Work to be completed:
From the line with "let raw = raw" to the final line, print the records exactly as they are.

(Records excerpted from a collection)
-- -- --

pub mod handlers;

use uuid::Uuid;

use crate::errors::AppError;

/// Resolves a client-supplied session id. Absent or blank → 400; anything
/// that is not a UUID cannot name a session → 404.
pub fn parse_session_id(raw: Option<&str>) -> Result<Uuid, AppError> {
    let raw = raw
        .map(str::trim)
        .filter(|s| !s.is_empty())
        .ok_or_else(AppError::session_id_required)?;
    Uuid::parse_str(raw).map_err(|_| AppError::session_not_found())
}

-- -- --

Expected answer:
    let raw = raw
        .map(str::trim)
        .filter(|s| !s.is_empty())
        .ok_or_else(AppError::session_id_required)?;
    Uuid::parse_str(raw).map_err(|_| AppError::session_not_found())
}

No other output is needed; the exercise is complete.